What to do
Where in the entries below does "AccountKind" appear? Copy every line that has it.

*** Opening of Data provided ***

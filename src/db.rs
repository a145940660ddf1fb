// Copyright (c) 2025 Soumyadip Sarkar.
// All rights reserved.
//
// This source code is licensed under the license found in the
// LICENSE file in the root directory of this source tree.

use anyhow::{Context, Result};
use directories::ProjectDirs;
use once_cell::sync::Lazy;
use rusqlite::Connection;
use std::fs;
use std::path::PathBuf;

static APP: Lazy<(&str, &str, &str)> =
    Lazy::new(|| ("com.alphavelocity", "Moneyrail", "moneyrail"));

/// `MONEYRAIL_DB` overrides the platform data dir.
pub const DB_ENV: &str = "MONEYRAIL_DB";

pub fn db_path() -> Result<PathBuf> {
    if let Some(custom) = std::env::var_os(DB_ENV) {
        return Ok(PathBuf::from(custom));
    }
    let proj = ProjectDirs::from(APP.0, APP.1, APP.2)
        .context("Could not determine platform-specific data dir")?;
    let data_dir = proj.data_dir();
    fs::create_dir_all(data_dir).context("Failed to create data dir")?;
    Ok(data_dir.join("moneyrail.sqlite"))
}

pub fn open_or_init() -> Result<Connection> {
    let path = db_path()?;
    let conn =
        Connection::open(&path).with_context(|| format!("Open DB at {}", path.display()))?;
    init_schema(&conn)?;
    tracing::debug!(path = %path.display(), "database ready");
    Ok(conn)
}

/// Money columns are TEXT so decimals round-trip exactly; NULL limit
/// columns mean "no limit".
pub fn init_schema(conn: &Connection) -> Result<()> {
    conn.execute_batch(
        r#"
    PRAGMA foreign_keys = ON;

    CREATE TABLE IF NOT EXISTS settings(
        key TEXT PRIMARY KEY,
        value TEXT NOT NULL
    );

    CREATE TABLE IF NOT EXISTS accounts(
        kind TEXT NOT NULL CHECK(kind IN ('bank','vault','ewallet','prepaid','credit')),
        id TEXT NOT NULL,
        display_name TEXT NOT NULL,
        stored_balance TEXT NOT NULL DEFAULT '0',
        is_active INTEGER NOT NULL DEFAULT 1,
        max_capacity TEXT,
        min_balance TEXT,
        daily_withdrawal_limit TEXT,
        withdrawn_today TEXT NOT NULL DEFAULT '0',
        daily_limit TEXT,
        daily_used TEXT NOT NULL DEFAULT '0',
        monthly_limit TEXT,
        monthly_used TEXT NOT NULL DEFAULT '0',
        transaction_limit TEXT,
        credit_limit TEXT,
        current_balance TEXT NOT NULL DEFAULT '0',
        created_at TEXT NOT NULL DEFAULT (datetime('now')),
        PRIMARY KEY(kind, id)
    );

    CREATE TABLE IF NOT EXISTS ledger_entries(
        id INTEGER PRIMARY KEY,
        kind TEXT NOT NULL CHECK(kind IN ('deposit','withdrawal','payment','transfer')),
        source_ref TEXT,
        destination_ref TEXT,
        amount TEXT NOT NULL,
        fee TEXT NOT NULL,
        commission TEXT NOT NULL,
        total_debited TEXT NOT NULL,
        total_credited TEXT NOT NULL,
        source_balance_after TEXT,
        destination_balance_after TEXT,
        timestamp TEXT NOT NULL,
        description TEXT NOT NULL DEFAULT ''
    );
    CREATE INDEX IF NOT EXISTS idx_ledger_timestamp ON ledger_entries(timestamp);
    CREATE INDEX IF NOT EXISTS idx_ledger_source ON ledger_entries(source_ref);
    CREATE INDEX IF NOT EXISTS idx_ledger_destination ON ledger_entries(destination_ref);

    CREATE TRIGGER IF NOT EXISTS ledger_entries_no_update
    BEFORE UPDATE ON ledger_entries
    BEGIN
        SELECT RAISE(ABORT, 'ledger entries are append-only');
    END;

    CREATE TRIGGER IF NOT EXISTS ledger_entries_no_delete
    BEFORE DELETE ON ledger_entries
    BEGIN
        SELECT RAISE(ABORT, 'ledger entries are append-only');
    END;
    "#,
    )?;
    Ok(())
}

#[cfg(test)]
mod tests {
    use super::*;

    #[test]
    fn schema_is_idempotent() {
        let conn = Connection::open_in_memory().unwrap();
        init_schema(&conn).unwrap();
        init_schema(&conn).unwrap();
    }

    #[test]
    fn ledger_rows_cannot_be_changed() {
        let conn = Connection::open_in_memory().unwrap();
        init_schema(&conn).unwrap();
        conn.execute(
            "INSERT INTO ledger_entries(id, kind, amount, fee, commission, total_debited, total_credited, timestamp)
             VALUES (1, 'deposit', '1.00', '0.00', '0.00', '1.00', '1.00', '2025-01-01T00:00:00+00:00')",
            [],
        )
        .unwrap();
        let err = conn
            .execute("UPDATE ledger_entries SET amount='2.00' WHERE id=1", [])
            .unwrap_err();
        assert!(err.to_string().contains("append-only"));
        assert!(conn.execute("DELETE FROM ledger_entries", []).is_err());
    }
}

*** Close of Data provided ***
*** Opening of Data provided ***

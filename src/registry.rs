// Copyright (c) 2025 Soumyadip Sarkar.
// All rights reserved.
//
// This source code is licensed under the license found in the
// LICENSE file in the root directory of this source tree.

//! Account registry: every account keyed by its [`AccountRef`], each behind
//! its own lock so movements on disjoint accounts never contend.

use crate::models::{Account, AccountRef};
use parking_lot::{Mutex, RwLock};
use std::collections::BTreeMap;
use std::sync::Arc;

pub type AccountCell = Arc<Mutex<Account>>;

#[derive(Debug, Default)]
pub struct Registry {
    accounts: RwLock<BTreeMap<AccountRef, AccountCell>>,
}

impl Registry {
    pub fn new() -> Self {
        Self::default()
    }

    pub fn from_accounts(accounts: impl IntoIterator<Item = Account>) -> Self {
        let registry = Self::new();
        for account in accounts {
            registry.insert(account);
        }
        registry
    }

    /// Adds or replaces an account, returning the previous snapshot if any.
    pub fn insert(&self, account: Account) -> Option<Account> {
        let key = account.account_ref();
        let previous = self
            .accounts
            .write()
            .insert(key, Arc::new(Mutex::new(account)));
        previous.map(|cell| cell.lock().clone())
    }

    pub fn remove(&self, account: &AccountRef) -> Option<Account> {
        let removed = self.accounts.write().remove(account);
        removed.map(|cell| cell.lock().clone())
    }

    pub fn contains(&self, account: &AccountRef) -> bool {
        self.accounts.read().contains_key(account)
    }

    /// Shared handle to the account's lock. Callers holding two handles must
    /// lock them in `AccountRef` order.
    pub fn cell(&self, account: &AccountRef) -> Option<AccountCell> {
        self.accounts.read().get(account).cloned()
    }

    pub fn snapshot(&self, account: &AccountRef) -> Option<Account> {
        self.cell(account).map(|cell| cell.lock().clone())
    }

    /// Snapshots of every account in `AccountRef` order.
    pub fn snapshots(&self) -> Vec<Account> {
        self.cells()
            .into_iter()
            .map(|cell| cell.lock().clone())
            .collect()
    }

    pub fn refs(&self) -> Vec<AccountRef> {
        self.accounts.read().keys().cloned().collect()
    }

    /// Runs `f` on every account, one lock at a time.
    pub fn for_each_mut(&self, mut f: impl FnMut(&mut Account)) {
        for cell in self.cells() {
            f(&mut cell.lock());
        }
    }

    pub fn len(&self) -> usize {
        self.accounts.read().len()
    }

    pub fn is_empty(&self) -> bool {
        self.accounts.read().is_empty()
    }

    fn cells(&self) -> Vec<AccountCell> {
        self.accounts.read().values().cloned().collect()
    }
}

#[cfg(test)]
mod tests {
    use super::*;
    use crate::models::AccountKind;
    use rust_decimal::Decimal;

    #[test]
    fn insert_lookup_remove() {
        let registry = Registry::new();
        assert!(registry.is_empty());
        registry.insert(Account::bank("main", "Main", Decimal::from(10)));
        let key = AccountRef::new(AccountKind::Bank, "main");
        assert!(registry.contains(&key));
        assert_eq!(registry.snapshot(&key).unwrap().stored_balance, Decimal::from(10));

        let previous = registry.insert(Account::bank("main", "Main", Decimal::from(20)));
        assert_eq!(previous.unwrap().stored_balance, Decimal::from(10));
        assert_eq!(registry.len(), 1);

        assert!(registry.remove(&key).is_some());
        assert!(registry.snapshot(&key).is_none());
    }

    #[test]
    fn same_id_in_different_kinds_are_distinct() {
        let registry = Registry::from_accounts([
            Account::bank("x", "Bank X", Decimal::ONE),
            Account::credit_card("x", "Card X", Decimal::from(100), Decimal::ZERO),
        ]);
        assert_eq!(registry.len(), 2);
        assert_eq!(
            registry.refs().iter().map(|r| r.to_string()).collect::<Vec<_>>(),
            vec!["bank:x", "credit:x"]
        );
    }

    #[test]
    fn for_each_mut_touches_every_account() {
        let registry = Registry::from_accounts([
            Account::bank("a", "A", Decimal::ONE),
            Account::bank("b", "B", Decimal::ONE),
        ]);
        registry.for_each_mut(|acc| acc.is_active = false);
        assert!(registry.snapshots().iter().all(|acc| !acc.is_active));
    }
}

*** Close of Data provided ***

Expected output
    use crate::models::AccountKind;
        let key = AccountRef::new(AccountKind::Bank, "main");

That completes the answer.